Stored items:
::::
fn render_status_line(frame: &mut Frame, area: Rect, app: &App, palette: &Palette) {
    let line = if app.input_mode == InputMode::Search {
        Line::from(vec![
            Span::styled(" City: ", Style::default().fg(palette.highlight)),
            Span::styled(format!("{}█", app.search_input), Style::default().fg(palette.primary)),
            Span::styled("  Enter search  Esc cancel", Style::default().fg(palette.secondary)),
        ])
    } else if let Some(status) = &app.status {
        Line::from(Span::styled(format!(" {}", status), Style::default().fg(palette.error)))
    } else {
        Line::from(Span::styled(
            " q quit  r refresh  t theme  / search  ? help",
            Style::default().fg(palette.secondary),
        ))
    };

    frame.render_widget(Paragraph::new(line), area);
}

#[cfg(test)]
mod tests {
    use super::*;
    use crate::app::{AppState, LoadRequest};
    use crate::cli::StartLocation;
    use crate::dashboard::Dashboard;
    use crate::prefs::PreferenceStore;
    use crossterm::event::{KeyCode, KeyEvent, KeyModifiers};
    use ratatui::{backend::TestBackend, Terminal};

    fn render_to_string(app: &App, width: u16, height: u16) -> String {
        let backend = TestBackend::new(width, height);
        let mut terminal = Terminal::new(backend).unwrap();
        terminal.draw(|frame| render(frame, app)).unwrap();

        let buffer = terminal.backend().buffer();
        buffer.content().iter().map(|cell| cell.symbol()).collect()
    }

    async fn loaded_demo_app() -> App {
        let mut app = App::new(Dashboard::demo(PreferenceStore::in_memory()), StartLocation::Saved);
        let request = app.take_pending_load().unwrap();
        app.run_load(request).await;
        app
    }

    #[tokio::test]
    async fn test_renders_all_sections() {
        let app = loaded_demo_app().await;
        let content = render_to_string(&app, 110, 40);

        assert!(content.contains("Sample City"));
        assert!(content.contains("DEMO"));
        assert!(content.contains("Now"));
        assert!(content.contains("Details"));
        assert!(content.contains("Next 24 hours"));
        assert!(content.contains("5-day outlook"));
        assert!(content.contains("Air quality"));
        assert!(content.contains("Daylight"));
        assert!(content.contains("1015 hPa"));
        assert!(content.contains("AQI 45"));
        assert!(content.contains("Sunrise"));
    }

    #[test]
    fn test_renders_placeholder_without_data() {
        let mut app = App::new(Dashboard::demo(PreferenceStore::in_memory()), StartLocation::Saved);
        app.state = AppState::Dashboard;
        app.status = Some("Location not found: Atlantis".to_string());

        let content = render_to_string(&app, 80, 20);
        assert!(content.contains("No weather data yet"));
        assert!(content.contains("Location not found: Atlantis"));
    }

    #[tokio::test]
    async fn test_status_line_shows_search_input() {
        let mut app = loaded_demo_app().await;
        app.handle_key(KeyEvent::new(KeyCode::Char('/'), KeyModifiers::NONE));
        for c in "Lima".chars() {
            app.handle_key(KeyEvent::new(KeyCode::Char(c), KeyModifiers::NONE));
        }

        let content = render_to_string(&app, 110, 40);
        assert!(content.contains("City: Lima"));
        assert_eq!(app.take_pending_load(), None::<LoadRequest>);
    }

    #[test]
    fn test_small_terminal_does_not_panic() {
        let app = App::new(Dashboard::demo(PreferenceStore::in_memory()), StartLocation::Saved);
        render_to_string(&app, 20, 5);
    }
}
::::
EXERCISE PROMPT: Set all of the data down again exactly.

EXERCISE RESPONSE:
fn render_status_line(frame: &mut Frame, area: Rect, app: &App, palette: &Palette) {
    let line = if app.input_mode == InputMode::Search {
        Line::from(vec![
            Span::styled(" City: ", Style::default().fg(palette.highlight)),
            Span::styled(format!("{}█", app.search_input), Style::default().fg(palette.primary)),
            Span::styled("  Enter search  Esc cancel", Style::default().fg(palette.secondary)),
        ])
    } else if let Some(status) = &app.status {
        Line::from(Span::styled(format!(" {}", status), Style::default().fg(palette.error)))
    } else {
        Line::from(Span::styled(
            " q quit  r refresh  t theme  / search  ? help",
            Style::default().fg(palette.secondary),
        ))
    };

    frame.render_widget(Paragraph::new(line), area);
}

#[cfg(test)]
mod tests {
    use super::*;
    use crate::app::{AppState, LoadRequest};
    use crate::cli::StartLocation;
    use crate::dashboard::Dashboard;
    use crate::prefs::PreferenceStore;
    use crossterm::event::{KeyCode, KeyEvent, KeyModifiers};
    use ratatui::{backend::TestBackend, Terminal};

    fn render_to_string(app: &App, width: u16, height: u16) -> String {
        let backend = TestBackend::new(width, height);
        let mut terminal = Terminal::new(backend).unwrap();
        terminal.draw(|frame| render(frame, app)).unwrap();

        let buffer = terminal.backend().buffer();
        buffer.content().iter().map(|cell| cell.symbol()).collect()
    }

    async fn loaded_demo_app() -> App {
        let mut app = App::new(Dashboard::demo(PreferenceStore::in_memory()), StartLocation::Saved);
        let request = app.take_pending_load().unwrap();
        app.run_load(request).await;
        app
    }

    #[tokio::test]
    async fn test_renders_all_sections() {
        let app = loaded_demo_app().await;
        let content = render_to_string(&app, 110, 40);

        assert!(content.contains("Sample City"));
        assert!(content.contains("DEMO"));
        assert!(content.contains("Now"));
        assert!(content.contains("Details"));
        assert!(content.contains("Next 24 hours"));
        assert!(content.contains("5-day outlook"));
        assert!(content.contains("Air quality"));
        assert!(content.contains("Daylight"));
        assert!(content.contains("1015 hPa"));
        assert!(content.contains("AQI 45"));
        assert!(content.contains("Sunrise"));
    }

    #[test]
    fn test_renders_placeholder_without_data() {
        let mut app = App::new(Dashboard::demo(PreferenceStore::in_memory()), StartLocation::Saved);
        app.state = AppState::Dashboard;
        app.status = Some("Location not found: Atlantis".to_string());

        let content = render_to_string(&app, 80, 20);
        assert!(content.contains("No weather data yet"));
        assert!(content.contains("Location not found: Atlantis"));
    }

    #[tokio::test]
    async fn test_status_line_shows_search_input() {
        let mut app = loaded_demo_app().await;
        app.handle_key(KeyEvent::new(KeyCode::Char('/'), KeyModifiers::NONE));
        for c in "Lima".chars() {
            app.handle_key(KeyEvent::new(KeyCode::Char(c), KeyModifiers::NONE));
        }

        let content = render_to_string(&app, 110, 40);
        assert!(content.contains("City: Lima"));
        assert_eq!(app.take_pending_load(), None::<LoadRequest>);
    }

    #[test]
    fn test_small_terminal_does_not_panic() {
        let app = App::new(Dashboard::demo(PreferenceStore::in_memory()), StartLocation::Saved);
        render_to_string(&app, 20, 5);
    }
}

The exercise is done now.